What do you spend money on to buy time?

This question was asked of some area residents and here is what they had to say:

“I am old, and I’m not going to spend my time cleaning my house and mowing my lawn,” said Victoria Schwartz, 66, of Grand Junction.

She’d rather pay someone to do the chores and enjoy herself otherwise, relaxing, taking the dogs on long walks and generally “savoring” her time.

Brian Kearns, 30, of Fruita, would rather save time and money together.

He’s taking online college courses in education administration, which is less expensive than attending school traditionally and allows him to save commuting and parking time and be more flexible with the time he dedicates to classes.

Jorge Olivas, 21, of Grand Junction, said he does all his chores himself, because he’d rather save his money than spend it.

While he feels like he doesn’t have as much free time on his hands as he’d like, he tries to stick to a structured daily schedule in order to get everything done and still have free time.

Samantha Swingle, 57, who lives on the Redlands, said she will spend more money on a certain item instead of spending the time to shop around and find the best bargain.

Swingle said her husband will drive to several stores looking for the best deal on a product, but she’d rather go to one place, and if the price seems fair, buy it and be finished.

Similarly, Swingle said her husband will spend time trying to fix something, eventually calling a professional if he can’t fix it.

Swingle said she would rather hire a pro immediately than potentially waste time working on something they can’t fix themselves.

“I like my money — I’d rather do it myself than pay someone to do it for me,” said Kyle Carstens, 42, of Fruita, when asked whether he outsources some of his responsibilities in order to save time.

He added that chores, such as housekeeping and mowing the lawn, help him “defrag” from the pressures of owning his own business. These duties help keep him clear-headed so he can enjoy what time he has.



WASHINGTON — Yes, you can buy happiness — especially if the money saves you time.

People who dole out cash to save time on things like housekeeping, delivery services and taxis are a little bit happier than those who don’t, new research finds.

Researchers surveyed more than 6,000 people in four countries and also ran an experiment, giving people $40 for two weeks.
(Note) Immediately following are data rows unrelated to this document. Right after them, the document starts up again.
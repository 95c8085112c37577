//! `graft.NoArgsConstructor` / `RequiredArgsConstructor` /
//! `AllArgsConstructor`: constructor synthesis during member building.
//!
//! These handlers run from the host's build-members callback, after field
//! lists are complete but before the implicit default constructor would be
//! committed. Their `pre_handle` runs during outline parsing and asks the
//! host to hold off on default-member synthesis for the marked type.

use graft_ast::{NodeFlags, NodeIndex};
use graft_common::{diagnostic_codes, Span};

use crate::dispatch::TransformContext;
use crate::handlers::util::{self, MemberExists};
use crate::registry::{Handler, HandlerError};
use crate::synth::{clone_subtree, inject_method, Synth};
use crate::tree::{Kind, TreeId};
use crate::values::AnnotationValues;

#[derive(Copy, Clone, Debug, PartialEq, Eq)]
enum Mode {
    NoArgs,
    RequiredArgs,
    AllArgs,
}

pub struct HandleConstructor {
    mode: Mode,
}

impl HandleConstructor {
    pub fn no_args() -> HandleConstructor {
        HandleConstructor { mode: Mode::NoArgs }
    }

    pub fn required_args() -> HandleConstructor {
        HandleConstructor {
            mode: Mode::RequiredArgs,
        }
    }

    pub fn all_args() -> HandleConstructor {
        HandleConstructor { mode: Mode::AllArgs }
    }

    fn pick_fields(&self, cx: &TransformContext<'_>, type_decl: NodeIndex) -> Vec<NodeIndex> {
        match self.mode {
            Mode::NoArgs => Vec::new(),
            Mode::AllArgs => util::instance_fields(cx.arena, type_decl),
            Mode::RequiredArgs => util::instance_fields(cx.arena, type_decl)
                .into_iter()
                .filter(|&f| {
                    let is_final = cx.arena.flags(f).contains(NodeFlags::FINAL);
                    let has_init = cx
                        .arena
                        .get_variable(f)
                        .map(|v| v.initializer.is_some())
                        .unwrap_or(false);
                    if is_final {
                        // Already-assigned finals cannot be constructor
                        // parameters.
                        return !has_init;
                    }
                    util::has_annotation_named(cx.arena, f, "NonNull")
                })
                .collect(),
        }
    }
}

impl Handler for HandleConstructor {
    fn pre_handle(
        &self,
        _values: &AnnotationValues,
        site: TreeId,
        cx: &mut TransformContext<'_>,
    ) {
        if let Some(type_decl) = util::host_of_kind(cx, site, Kind::Type) {
            cx.suppress_default_members(type_decl);
        }
    }

    fn handle(
        &self,
        values: &AnnotationValues,
        site: TreeId,
        cx: &mut TransformContext<'_>,
    ) -> Result<(), HandlerError> {
        let ann_node = cx.tree.node(site);
        let span = cx.arena.get(ann_node).map(|n| n.span).unwrap_or(Span::EMPTY);

        let host = cx.tree.parent(site);
        if host.map(|h| cx.tree.kind(h)) != Some(Some(Kind::Type)) {
            cx.error(
                span,
                diagnostic_codes::ILLEGAL_SITE,
                "constructor markers are only supported on a type",
            );
            return Ok(());
        }
        let type_decl = host.map(|h| cx.tree.node(h)).unwrap_or(NodeIndex::NONE);

        let Some(access) = util::parse_access_level(&values.str_value("access")) else {
            // AccessLevel.NONE turns the marker off.
            return Ok(());
        };

        if util::constructor_exists(cx.arena, type_decl) == MemberExists::ExistsByGeneration {
            return Ok(());
        }

        let fields = self.pick_fields(cx, type_decl);
        let names: Vec<String> = fields
            .iter()
            .map(|&f| util::field_name(cx.arena, f))
            .collect();
        let non_null: Vec<bool> = fields
            .iter()
            .map(|&f| util::has_annotation_named(cx.arena, f, "NonNull"))
            .collect();
        let param_types: Vec<NodeIndex> = fields
            .iter()
            .map(|&f| {
                let ty = cx
                    .arena
                    .get_variable(f)
                    .map(|v| v.type_ref)
                    .unwrap_or(NodeIndex::NONE);
                clone_subtree(cx.arena, ty, ann_node)
            })
            .collect();

        let type_name = util::type_name(cx.arena, type_decl);
        let static_name = values.str_value("staticName");
        let ctor_access = if static_name.is_empty() {
            access
        } else {
            NodeFlags::PRIVATE
        };

        let ctor = build_constructor(cx, ann_node, &type_name, &names, &non_null, &param_types, ctor_access);
        inject_method(cx.arena, type_decl, ctor, ann_node);

        if !static_name.is_empty() {
            let factory_types: Vec<NodeIndex> = fields
                .iter()
                .map(|&f| {
                    let ty = cx
                        .arena
                        .get_variable(f)
                        .map(|v| v.type_ref)
                        .unwrap_or(NodeIndex::NONE);
                    clone_subtree(cx.arena, ty, ann_node)
                })
                .collect();
            let qualified = util::qualified_type_name(cx.arena, type_decl);
            let factory = build_factory(
                cx,
                ann_node,
                &qualified,
                &static_name,
                &names,
                &factory_types,
                access,
            );
            inject_method(cx.arena, type_decl, factory, ann_node);
        }

        cx.resync();
        Ok(())
    }
}

/// `<access> TypeName(<params>) { <null checks>; this.f = f; ... }`
fn build_constructor(
    cx: &mut TransformContext<'_>,
    source: NodeIndex,
    type_name: &str,
    names: &[String],
    non_null: &[bool],
    param_types: &[NodeIndex],
    access: NodeFlags,
) -> NodeIndex {
    let mut s = Synth::new(cx.arena, source);
    let mut statements = Vec::new();

    for (name, &check) in names.iter().zip(non_null) {
        if !check {
            continue;
        }
        // if (f == null) throw new java.lang.NullPointerException("...");
        let param_ref = s.ident(name);
        let null = s.lit_null();
        let is_null = s.binary(graft_ast::BinaryOp::Eq, param_ref, null);
        let npe_ty = s.named_ref("java.lang.NullPointerException");
        let message = s.lit_str(&format!("{name} is marked non-null but is null"));
        let raised = s.new_(npe_ty, vec![message]);
        let thrown = s.throw_stmt(raised);
        statements.push(s.if_stmt(is_null, thrown, NodeIndex::NONE));
    }
    for name in names {
        let this = s.this_();
        let target = s.select(this, name);
        let value = s.ident(name);
        let assign = s.assign(target, value);
        statements.push(s.expr_stmt(assign));
    }

    let body = s.block(statements);
    let ctor = s.constructor(type_name, body, access);
    for (name, &ty) in names.iter().zip(param_types) {
        let param = s.parameter(ctor, name, ty);
        s.add_flags(param, NodeFlags::FINAL);
    }
    ctor
}

/// `<access> static TypeName <name>(<params>) { return new TypeName(args); }`
fn build_factory(
    cx: &mut TransformContext<'_>,
    source: NodeIndex,
    qualified_type: &str,
    factory_name: &str,
    names: &[String],
    param_types: &[NodeIndex],
    access: NodeFlags,
) -> NodeIndex {
    let mut s = Synth::new(cx.arena, source);
    let new_ty = s.named_ref(qualified_type);
    let args: Vec<NodeIndex> = names.iter().map(|n| s.ident(n)).collect();
    let constructed = s.new_(new_ty, args);
    let ret = s.return_stmt(constructed);
    let body = s.block(vec![ret]);
    let return_ty = s.named_ref(qualified_type);
    let factory = s.method(factory_name, return_ty, body, access | NodeFlags::STATIC);
    for (name, &ty) in names.iter().zip(param_types) {
        let param = s.parameter(factory, name, ty);
        s.add_flags(param, NodeFlags::FINAL);
    }
    factory
}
One week, they had to buy something material, like a shirt. The next week, they paid to save themselves time. People said they felt happier after saving time than buying stuff.

“Money can buy happiness if you spend it right,” said University of British Columbia psychology professor Elizabeth Dunn, co-author of a study in Monday’s Proceedings of the National Academy of Sciences.
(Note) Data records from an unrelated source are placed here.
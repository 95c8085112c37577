//! `graft.Getter` / `graft.Setter`: accessor synthesis on a field or on a
//! whole type.
//!
//! A type-level marker covers every eligible instance field and skips
//! quietly where an accessor already exists; a field-level marker covers
//! that one field and warns when it cannot deliver. Accessor names follow
//! the bean convention, with the `is` prefix for primitive booleans and a
//! field already spelled `isX` keeping its own name as the getter.

use graft_ast::{NodeFlags, NodeIndex, Primitive};
use graft_common::{diagnostic_codes, Span};

use crate::dispatch::TransformContext;
use crate::handlers::util::{self, FieldShape, MemberExists};
use crate::registry::{Handler, HandlerError};
use crate::synth::{clone_subtree, inject_method, Synth};
use crate::tree::{Kind, TreeId};
use crate::values::AnnotationValues;

#[derive(Copy, Clone, Debug, PartialEq, Eq)]
enum Mode {
    Getter,
    Setter,
}

pub struct HandleAccessor {
    mode: Mode,
}

impl HandleAccessor {
    pub fn getter() -> HandleAccessor {
        HandleAccessor { mode: Mode::Getter }
    }

    pub fn setter() -> HandleAccessor {
        HandleAccessor { mode: Mode::Setter }
    }
}

impl Handler for HandleAccessor {
    fn handle(
        &self,
        values: &AnnotationValues,
        site: TreeId,
        cx: &mut TransformContext<'_>,
    ) -> Result<(), HandlerError> {
        let ann_node = cx.tree.node(site);
        let span = cx.arena.get(ann_node).map(|n| n.span).unwrap_or(Span::EMPTY);

        let host = cx.tree.parent(site);
        let host_kind = host.and_then(|h| cx.tree.kind(h));
        let (fields, whine) = match host_kind {
            Some(Kind::Field) => {
                let field = host.map(|h| cx.tree.node(h)).unwrap_or(NodeIndex::NONE);
                (vec![field], true)
            }
            Some(Kind::Type) => {
                let type_decl = host.map(|h| cx.tree.node(h)).unwrap_or(NodeIndex::NONE);
                (util::instance_fields(cx.arena, type_decl), false)
            }
            _ => {
                cx.error(
                    span,
                    diagnostic_codes::ILLEGAL_SITE,
                    "accessor markers are only supported on a type or field",
                );
                return Ok(());
            }
        };

        let Some(access) = util::parse_access_level(&values.str_value("value")) else {
            // AccessLevel.NONE turns the marker off.
            return Ok(());
        };

        let Some(type_decl) = util::host_of_kind(cx, site, Kind::Type) else {
            return Ok(());
        };

        for field in fields {
            if self.mode == Mode::Setter && cx.arena.flags(field).contains(NodeFlags::FINAL) {
                if whine {
                    cx.warning(
                        span,
                        diagnostic_codes::ILLEGAL_SITE,
                        "not generating a setter: the field is final",
                    );
                }
                continue;
            }

            let field_name = util::field_name(cx.arena, field);
            let boolean = matches!(
                util::field_shape(cx.arena, field),
                FieldShape::Primitive(Primitive::Boolean)
            );
            let accessor = match self.mode {
                Mode::Getter => getter_name(&field_name, boolean),
                Mode::Setter => setter_name(&field_name, boolean),
            };

            match util::method_exists(cx.arena, type_decl, &accessor) {
                MemberExists::ExistsByUser => {
                    if whine {
                        cx.warning(
                            span,
                            diagnostic_codes::MEMBER_EXISTS,
                            format!("not generating {accessor}: a method with that name already exists"),
                        );
                    }
                    continue;
                }
                MemberExists::ExistsByGeneration => continue,
                MemberExists::NotExists => {}
            }

            let field_type = cx
                .arena
                .get_variable(field)
                .map(|v| v.type_ref)
                .unwrap_or(NodeIndex::NONE);
            let cloned = clone_subtree(cx.arena, field_type, ann_node);
            let method = match self.mode {
                Mode::Getter => build_getter(cx, ann_node, &accessor, &field_name, cloned, access),
                Mode::Setter => build_setter(cx, ann_node, &accessor, &field_name, cloned, access),
            };
            inject_method(cx.arena, type_decl, method, ann_node);
        }

        cx.resync();
        Ok(())
    }
}

/// `<access> <Type> <name>() { return this.f; }`
fn build_getter(
    cx: &mut TransformContext<'_>,
    source: NodeIndex,
    name: &str,
    field_name: &str,
    return_type: NodeIndex,
    access: NodeFlags,
) -> NodeIndex {
    let mut s = Synth::new(cx.arena, source);
    let this = s.this_();
    let value = s.select(this, field_name);
    let ret = s.return_stmt(value);
    let body = s.block(vec![ret]);
    s.method(name, return_type, body, access)
}

/// `<access> void <name>(final <Type> f) { this.f = f; }`
fn build_setter(
    cx: &mut TransformContext<'_>,
    source: NodeIndex,
    name: &str,
    field_name: &str,
    param_type: NodeIndex,
    access: NodeFlags,
) -> NodeIndex {
    let mut s = Synth::new(cx.arena, source);
    let this = s.this_();
    let target = s.select(this, field_name);
    let value = s.ident(field_name);
    let assign = s.assign(target, value);
    let stmt = s.expr_stmt(assign);
    let body = s.block(vec![stmt]);
    let void = s.primitive(Primitive::Void);
    let method = s.method(name, void, body, access);
    let param = s.parameter(method, field_name, param_type);
    s.add_flags(param, NodeFlags::FINAL);
    method
}

fn getter_name(field: &str, boolean: bool) -> String {
    if boolean {
        if keeps_is_prefix(field) {
            return field.to_string();
        }
        return format!("is{}", capitalize(field));
    }
    format!("get{}", capitalize(field))
}

fn setter_name(field: &str, boolean: bool) -> String {
    if boolean && keeps_is_prefix(field) {
        return format!("set{}", &field[2..]);
    }
    format!("set{}", capitalize(field))
}

/// A primitive-boolean field already spelled `isX` keeps its own written
/// suffix rather than picking up a second prefix.
fn keeps_is_prefix(field: &str) -> bool {
    field
        .strip_prefix("is")
        .and_then(|rest| rest.chars().next())
        .is_some_and(|c| !c.is_lowercase())
}

fn capitalize(name: &str) -> String {
    let mut chars = name.chars();
    match chars.next() {
        Some(first) => first.to_uppercase().chain(chars).collect(),
        None => String::new(),
    }
}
The right way is paying someone else to do the time-consuming drudge work you don’t like, said study lead author Ashley Whillans at the Harvard Business School.
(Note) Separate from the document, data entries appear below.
impl TransformEngine {
    pub fn new() -> TransformEngine {
        TransformEngine::with_registry(builtin_registry())
    }

    pub fn with_registry(registry: &'static HandlerRegistry) -> TransformEngine {
        TransformEngine {
            registry,
            units: DashMap::new(),
        }
    }

    /// Transform one compilation unit. Runs registered visitors, then the
    /// primary annotation pass, then the diagnostic pass. Returns the
    /// diagnostics accumulated by this run.
    pub fn run_on(&self, arena: &mut NodeArena, unit: NodeIndex) -> Vec<Diagnostic> {
        let Some(file_name) = arena.get_unit(unit).map(|u| u.file_name.clone()) else {
            error!("run_on called with a non-unit node");
            return Vec::new();
        };
        debug!(file = %file_name, state = ?arena.parse_state(), "transforming unit");

        // State is taken out of the map for the duration of the run so no
        // map entry lock is held across handler calls.
        let mut state = self
            .units
            .remove(&file_name)
            .map(|(_, s)| s)
            .unwrap_or_default();
        let mut tree = UnitTree::build(arena, unit);

        for visitor in self.registry.visitors() {
            let mut cx = TransformContext {
                arena,
                tree: &mut tree,
                unit,
                file_name: &file_name,
                diagnostics: &mut state.diagnostics,
                suppressed_defaults: &mut state.suppressed_defaults,
            };
            let name = visitor.name();
            if panic::catch_unwind(AssertUnwindSafe(|| visitor.visit(&mut cx))).is_err() {
                error!(visitor = name, "visitor panicked, continuing traversal");
            }
            tree.rebuild(arena, unit);
        }

        self.annotation_pass(arena, unit, &file_name, &mut tree, &mut state, Pass::Primary);
        self.annotation_pass(
            arena,
            unit,
            &file_name,
            &mut tree,
            &mut state,
            Pass::Diagnostic,
        );

        let out = std::mem::take(&mut state.diagnostics);
        self.units.insert(file_name, state);
        out
    }

    /// Host callback: a type's field and method lists are being built.
    /// Runs only the handlers that deferred until this point, scoped to
    /// annotations on the given type.
    pub fn run_on_build_members(
        &self,
        arena: &mut NodeArena,
        unit: NodeIndex,
        type_decl: NodeIndex,
    ) -> Vec<Diagnostic> {
        let Some(file_name) = arena.get_unit(unit).map(|u| u.file_name.clone()) else {
            error!("run_on_build_members called with a non-unit node");
            return Vec::new();
        };
        let mut state = self
            .units
            .remove(&file_name)
            .map(|(_, s)| s)
            .unwrap_or_default();
        let mut tree = UnitTree::build(arena, unit);

        self.annotation_pass(
            arena,
            unit,
            &file_name,
            &mut tree,
            &mut state,
            Pass::BuildMembers(type_decl),
        );

        let out = std::mem::take(&mut state.diagnostics);
        self.units.insert(file_name, state);
        out
    }

    /// Whether default-member synthesis was suppressed for a type.
    /// Consulted by hosts before generating the implicit constructor.
    pub fn defaults_suppressed(&self, file_name: &str, type_decl: NodeIndex) -> bool {
        self.units
            .get(file_name)
            .is_some_and(|s| s.suppressed_defaults.contains(&type_decl))
    }

    /// The host is done with a unit; drop its bookkeeping.
    pub fn finish_unit(&self, file_name: &str) {
        self.units.remove(file_name);
    }

    pub fn pending_units(&self) -> usize {
        self.units.len()
    }

    fn annotation_pass(
        &self,
        arena: &mut NodeArena,
        unit: NodeIndex,
        file_name: &str,
        tree: &mut UnitTree,
        state: &mut UnitState,
        pass: Pass,
    ) {
        // Snapshot the sites up front; arena indexes stay valid across
        // surgery even when wrapper ids do not.
        let sites: Vec<NodeIndex> = tree
            .walk()
            .into_iter()
            .filter(|&id| tree.kind(id) == Some(Kind::Annotation))
            .map(|id| tree.node(id))
            .collect();

        for site in sites {
            // A site unlinked by earlier surgery in this pass is gone.
            let Some(id) = tree.find(site) else {
                continue;
            };
            let Some(marker) = resolve_marker(arena, unit, site, self.registry.library()) else {
                continue;
            };
            let Some(registration) = self.registry.lookup(marker) else {
                continue;
            };
            match pass {
                Pass::Primary if marker.is_diagnostic() => continue,
                Pass::Diagnostic if !marker.is_diagnostic() => continue,
                Pass::BuildMembers(type_decl) => {
                    if !registration.flags.defer_until_build_members {
                        continue;
                    }
                    let host = tree
                        .ancestor_of_kind(id, Kind::Type)
                        .map(|t| tree.node(t))
                        .unwrap_or(NodeIndex::NONE);
                    if host != type_decl {
                        continue;
                    }
                }
                _ => {}
            }

            let outline = arena.parse_state() == ParseState::Outline;
            if !matches!(pass, Pass::BuildMembers(_)) && registration.flags.defer_until_build_members
            {
                // Not this entry point's job; give the handler an early
                // look during outline parsing so it can influence the host
                // before members exist.
                if outline && !state.handled.contains(&site) {
                    self.pre_handle(arena, unit, file_name, tree, state, site, registration);
                }
                continue;
            }
            if registration.flags.defer_until_post_diet && outline {
                // Full handling waits for method bodies; the handler still
                // gets a lightweight early look at the outline.
                if !state.handled.contains(&site) {
                    self.pre_handle(arena, unit, file_name, tree, state, site, registration);
                }
                continue;
            }

            // Handled is set first: a site is consumed exactly once even
            // when its handler faults.
            if !state.handled.insert(site) {
                continue;
            }

            let values = match values::decode(arena, site, marker.schema()) {
                Ok(v) => v,
                Err(e) => {
                    state.diagnostics.push(Diagnostic::error(
                        file_name,
                        e.span,
                        format!("{marker}: {e}"),
                        diagnostic_codes::VALUE_DECODE,
                    ));
                    continue;
                }
            };

            let mut cx = TransformContext {
                arena,
                tree,
                unit,
                file_name,
                diagnostics: &mut state.diagnostics,
                suppressed_defaults: &mut state.suppressed_defaults,
            };
            let outcome = panic::catch_unwind(AssertUnwindSafe(|| {
                registration.handler.handle(&values, id, &mut cx)
            }));
            let span = arena.get(site).map(|n| n.span).unwrap_or(Span::EMPTY);
            match outcome {
                Ok(Ok(())) => {}
                Ok(Err(fault)) => {
                    error!(%marker, %fault, "handler failed");
                    state.diagnostics.push(Diagnostic::error(
                        file_name,
                        span,
                        format!("{marker}: {fault}"),
                        diagnostic_codes::HANDLER_FAULT,
                    ));
                }
                Err(_) => {
                    error!(%marker, "handler panicked, continuing traversal");
                    state.diagnostics.push(Diagnostic::error(
                        file_name,
                        span,
                        format!("{marker}: internal handler fault"),
                        diagnostic_codes::HANDLER_FAULT,
                    ));
                }
            }
            tree.rebuild(arena, unit);
        }
    }

    fn pre_handle(
        &self,
        arena: &mut NodeArena,
        unit: NodeIndex,
        file_name: &str,
        tree: &mut UnitTree,
        state: &mut UnitState,
        site: NodeIndex,
        registration: &Registration,
    ) {
        // Decode problems are reported by the real handling later, not here.
        let Ok(values) = values::decode(arena, site, registration.marker.schema()) else {
            return;
        };
        let Some(id) = tree.find(site) else {
            return;
        };
        let mut cx = TransformContext {
            arena,
            tree,
            unit,
            file_name,
            diagnostics: &mut state.diagnostics,
            suppressed_defaults: &mut state.suppressed_defaults,
        };
        if panic::catch_unwind(AssertUnwindSafe(|| {
            registration.handler.pre_handle(&values, id, &mut cx)
        }))
        .is_err()
        {
            error!(marker = %registration.marker, "pre-handle panicked, continuing");
        }
    }
}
When people do that, they report feeling greater life satisfaction in general and happier that day. But when they buy material objects, it tends not to bring people the happiness they expect, she said.

Lynda Jones, a retired critical care nurse in Indianapolis, has been hiring a housekeeper since she got out of college and said it’s the one thing that kept her from burning out in the high stress job. Now she also has a grocery delivery service.

“It’s not that expensive when you think about what my time costs,” Jones said. “You can always get money. You can’t buy back time.”

Earlier research found that using money to help others or have good experiences — like a spa day or travel — also make people happier than buying things, Dunn and Whillans said.

The survey was done in the United States, Canada, Denmark and the Netherlands. Except for the United States, the countries rank near the top of global happiness reports.

In general, buying time increases Americans happiness about 0.77 on a 10-point scale, with similar increases in the other countries, Dunn said.

That may not seem like much, but it is statistically significant, Whillans said.

Income doesn’t matter. Rich or poor, spending money to save time seems to make people happier, Whillans said.

And if anything, the data suggested that people with less money were able to get a bigger happiness boost from time-saving purchases than those with more, she said.

Yet, only 28 percent of the people surveyed spent money to save time, an average of $148 per month.

In the $40 experiment, the researchers picked 60 people at a Canadian science museum. When the people spent the money on things, their average happiness score was 3.7 on a five-point scale.

But when they spent it to pay a neighbor’s kids to do yardwork or get lunch delivered or take a taxi rather than a bus, their score averaged 4, a small but statistically significant difference, said Dunn, co-author of the book, “Happy Money: The Science of Happier Spending.”

Not only is the phrase “money can’t buy happiness” wrong but so is “time is money,” Dunn said.

Earlier studies show people are less likely to volunteer their time or help the environment when they think of time as money, she said.

Outside researchers in happiness praised the research.

“Research shows that people in rich nations are more stressed than people in poor ones, which at first does not seem to make sense. But part of the stress is this time pressure — too much to do and one cannot get everything done,” said happiness researcher Edward Diener at the University of Illinois. “So buying time through purchases makes a lot of sense.”